Mark Costello’s review published on Letterboxd:
The reasons for amping up the comedy, depending on who you believe - a response to the increased spate of teen on teen violence that was infecting the US at the turn of the millenium seems to be the most prevailing one - left the original trilogy to go out on the franchises low point.
Comedy had always been a big part of the previous entries, but it never felt overt, coming more from the combination of smart characters and the situation they were placed in. Here though, not only do you have Parker Posey pratfalling like in a Jim Carrey movie, but a fucking Jay and Silent Bob cameo.....granted its almost blink and you'll miss it, but its enough to show that Craven (or possibly new writer/hack Ehren Krueger) had changed his mindset to the prominent tone of the whole film.
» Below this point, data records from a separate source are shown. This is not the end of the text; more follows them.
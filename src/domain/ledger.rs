// src/domain/ledger.rs

use crate::domain::logic::resolve_status;
use crate::domain::money::format_money;
use crate::domain::room::{Booking, CancellationRecord, Payment, PaymentStatus, Room, RoomStatus};
use chrono::{NaiveDate, NaiveDateTime};

/// Front-desk rule violations. Nothing is mutated when one of these is returned.
#[derive(Debug, Clone, PartialEq, Eq, thiserror::Error)]
pub enum LedgerError {
    #[error("check-out {check_out} must be after check-in {check_in}")]
    InvalidStay {
        check_in: NaiveDate,
        check_out: NaiveDate,
    },

    #[error("amounts cannot be negative")]
    NegativeAmount,

    #[error("repayment must be positive")]
    NonPositiveRepayment,

    #[error("payment of {} exceeds the pending balance of {}", format_money(*.attempted), format_money(*.pending))]
    Overpayment { attempted: i64, pending: i64 },

    #[error("room {0} has no booking")]
    NoBooking(String),

    #[error("room {0} has no payment on record")]
    NoPayment(String),

    #[error("guest has already checked into room {0}")]
    AlreadyCheckedIn(String),

    #[error("room {room_id} cannot be checked in on {today} (stay is {check_in} to {check_out})")]
    CheckInNotAllowed {
        room_id: String,
        today: NaiveDate,
        check_in: NaiveDate,
        check_out: NaiveDate,
    },

    #[error("room {room_id} is {status} on {date}")]
    RoomNotFree {
        room_id: String,
        status: RoomStatus,
        date: NaiveDate,
    },
}

/// What to do with one optional field of a room document.
#[derive(Debug, Clone, PartialEq, Default)]
pub enum FieldUpdate<T> {
    #[default]
    Keep,
    Set(T),
    Clear,
}

impl<T> FieldUpdate<T> {
    fn apply_to(self, slot: &mut Option<T>) {
        match self {
            FieldUpdate::Keep => {}
            FieldUpdate::Set(v) => *slot = Some(v),
            FieldUpdate::Clear => *slot = None,
        }
    }
}

/// A partial update of a room document. Fields left at `Keep` are not written.
#[derive(Debug, Clone, PartialEq)]
pub struct RoomPatch {
    pub room_id: String,
    pub booking: FieldUpdate<Booking>,
    pub payment: FieldUpdate<Payment>,
}

impl RoomPatch {
    pub fn new(room_id: impl Into<String>) -> Self {
        Self {
            room_id: room_id.into(),
            booking: FieldUpdate::Keep,
            payment: FieldUpdate::Keep,
        }
    }

    pub fn apply(self, room: &mut Room) {
        self.booking.apply_to(&mut room.booking);
        self.payment.apply_to(&mut room.payment);
    }
}

/// Attaches a new booking and its payment to `room`.
///
/// A booking that has already run its course (resolves Available for `today`)
/// is overwritten; anything still upcoming or in progress blocks the room.
pub fn place_booking(
    room: &Room,
    booking: Booking,
    payment: Payment,
    today: NaiveDate,
) -> Result<RoomPatch, LedgerError> {
    let status = resolve_status(room.booking.as_ref(), today);
    if status != RoomStatus::Available {
        return Err(LedgerError::RoomNotFree {
            room_id: room.id.clone(),
            status,
            date: today,
        });
    }

    Ok(RoomPatch {
        room_id: room.id.clone(),
        booking: FieldUpdate::Set(booking),
        payment: FieldUpdate::Set(payment),
    })
}

/// Returns the payment after collecting `amount` more.
pub fn apply_repayment(payment: &Payment, amount: i64) -> Result<Payment, LedgerError> {
    if amount <= 0 {
        return Err(LedgerError::NonPositiveRepayment);
    }
    let overpayment = LedgerError::Overpayment {
        attempted: amount,
        pending: payment.pending,
    };
    let advance_paid = payment
        .advance_paid
        .checked_add(amount)
        .ok_or_else(|| overpayment.clone())?;
    if advance_paid > payment.amount {
        return Err(overpayment);
    }

    let pending = payment.amount - advance_paid;

    Ok(Payment {
        advance_paid,
        pending,
        status: PaymentStatus::for_pending(pending),
        ..payment.clone()
    })
}

pub fn repay(room: &Room, amount: i64) -> Result<RoomPatch, LedgerError> {
    let payment = room
        .payment
        .as_ref()
        .ok_or_else(|| LedgerError::NoPayment(room.id.clone()))?;

    let updated = apply_repayment(payment, amount)?;

    let mut patch = RoomPatch::new(&room.id);
    patch.payment = FieldUpdate::Set(updated);
    Ok(patch)
}

/// Marks the guest as arrived. Only valid inside the stay window.
pub fn check_in(room: &Room, today: NaiveDate) -> Result<RoomPatch, LedgerError> {
    let booking = room
        .booking
        .as_ref()
        .ok_or_else(|| LedgerError::NoBooking(room.id.clone()))?;

    if booking.checked_in {
        return Err(LedgerError::AlreadyCheckedIn(room.id.clone()));
    }
    if resolve_status(Some(booking), today) != RoomStatus::Booked || today < booking.check_in {
        return Err(LedgerError::CheckInNotAllowed {
            room_id: room.id.clone(),
            today,
            check_in: booking.check_in,
            check_out: booking.check_out,
        });
    }

    let mut patch = RoomPatch::new(&room.id);
    patch.booking = FieldUpdate::Set(Booking {
        checked_in: true,
        ..booking.clone()
    });
    Ok(patch)
}

/// Clears booking and payment, returning the snapshot to append to the log.
pub fn cancel_booking(
    room: &Room,
    now: NaiveDateTime,
) -> Result<(RoomPatch, CancellationRecord), LedgerError> {
    let booking = room
        .booking
        .clone()
        .ok_or_else(|| LedgerError::NoBooking(room.id.clone()))?;

    let record = CancellationRecord {
        room_id: room.id.clone(),
        room_name: room.name.clone(),
        booking,
        payment: room.payment.clone(),
        cancelled_at: now,
    };

    let patch = RoomPatch {
        room_id: room.id.clone(),
        booking: FieldUpdate::Clear,
        payment: FieldUpdate::Clear,
    };

    Ok((patch, record))
}
// src/tests/router_tests/report_tests.rs

use crate::tests::utils::{at, body_bytes, body_string, get, post, test_app};

fn seed(app: &crate::app::App) {
    post(
        app,
        "/rooms/101/book",
        "guest_name=Jane+Smith&check_in=2025-12-12&check_out=2025-12-14\
         &payment_method=Cash&total_amount=300&advance_payment=50",
    );
    post(
        app,
        "/enquiries",
        "enquiry_type=walk-in&booking_date=2025-12-20&notes=Family+of+four",
    );
}

#[test]
fn reports_page_waits_for_a_range() {
    let app = test_app("report_blank", at(2025, 12, 10, 9));
    seed(&app);

    let body = body_string(get(&app, "/reports"));

    assert!(body.contains("Pick a range"));
    assert!(!body.contains("Jane Smith"));
}

#[test]
fn report_lists_activity_in_range() {
    let app = test_app("report_range", at(2025, 12, 10, 9));
    seed(&app);

    let resp = get(&app, "/reports?from=2025-12-01&to=2025-12-31");
    assert_eq!(resp.status(), 200);
    let body = body_string(resp);
    assert!(body.contains("Jane Smith"));
    assert!(body.contains("Family of four"));
    assert!(body.contains("/reports/export?from=2025-12-01&amp;to=2025-12-31"));

    let outside = body_string(get(&app, "/reports?from=2026-01-01&to=2026-01-31"));
    assert!(!outside.contains("Jane Smith"));
}

#[test]
fn reversed_range_is_rejected() {
    let app = test_app("report_reversed", at(2025, 12, 10, 9));

    assert_eq!(get(&app, "/reports?from=2025-12-31&to=2025-12-01").status(), 400);
    assert_eq!(get(&app, "/reports/export?from=2025-12-31&to=2025-12-01").status(), 400);
}

#[test]
fn export_downloads_a_workbook() {
    let app = test_app("report_export", at(2025, 12, 10, 9));
    seed(&app);

    let resp = get(&app, "/reports/export?from=2025-12-01&to=2025-12-31");
    assert_eq!(resp.status(), 200);
    assert_eq!(
        resp.headers().get("Content-Type").unwrap(),
        "application/vnd.openxmlformats-officedocument.spreadsheetml.sheet"
    );
    assert_eq!(
        resp.headers().get("Content-Disposition").unwrap(),
        "attachment; filename=\"report_2025-12-01_2025-12-31.xlsx\""
    );

    let bytes = body_bytes(resp);
    assert_eq!(&bytes[..2], b"PK");
}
Posey in particular not just feels completely out of place, but the way she interacts with the others seems to bring out their more comedic sides, almost in a ripple effect of lame humour that slowly permeates the entire cast.......not her fault as I do adore Posey normally (the 'cock juggling thundercunt' that she most definitely usually is), but it simply takes up too much air in the film that should have put that much time and effort into its set pieces (even if the death by fax/gas was most amusing).
There's still some good ideas here though - the meta aspect is similarly amped and its a logical and clever progression, even if it still comes back round to the least interesting character in the entire franchise: Maureen Prescott (the woman is responsible for everything that happens across all three films and yet she's granted so little character, personality or even proper backstory as to be almost a complete nothing of a character herself).
And of course, the main characters remain a pure joy. I would watch Syd, Gail and Dewey do nothing so this gets points for just having them in here and not fucking them up (mostly not fucking them up.....). It also still retains that most 90s of vibes - Creed on the soundtrack? Fuck yeah! - and even though I've just shoed the entire thing for the best part of 300 words, I can't help but still love it. A little bit. But love it nonetheless.
Easily the worst of the franchise. But it's still Scream. So its all kinds of aces.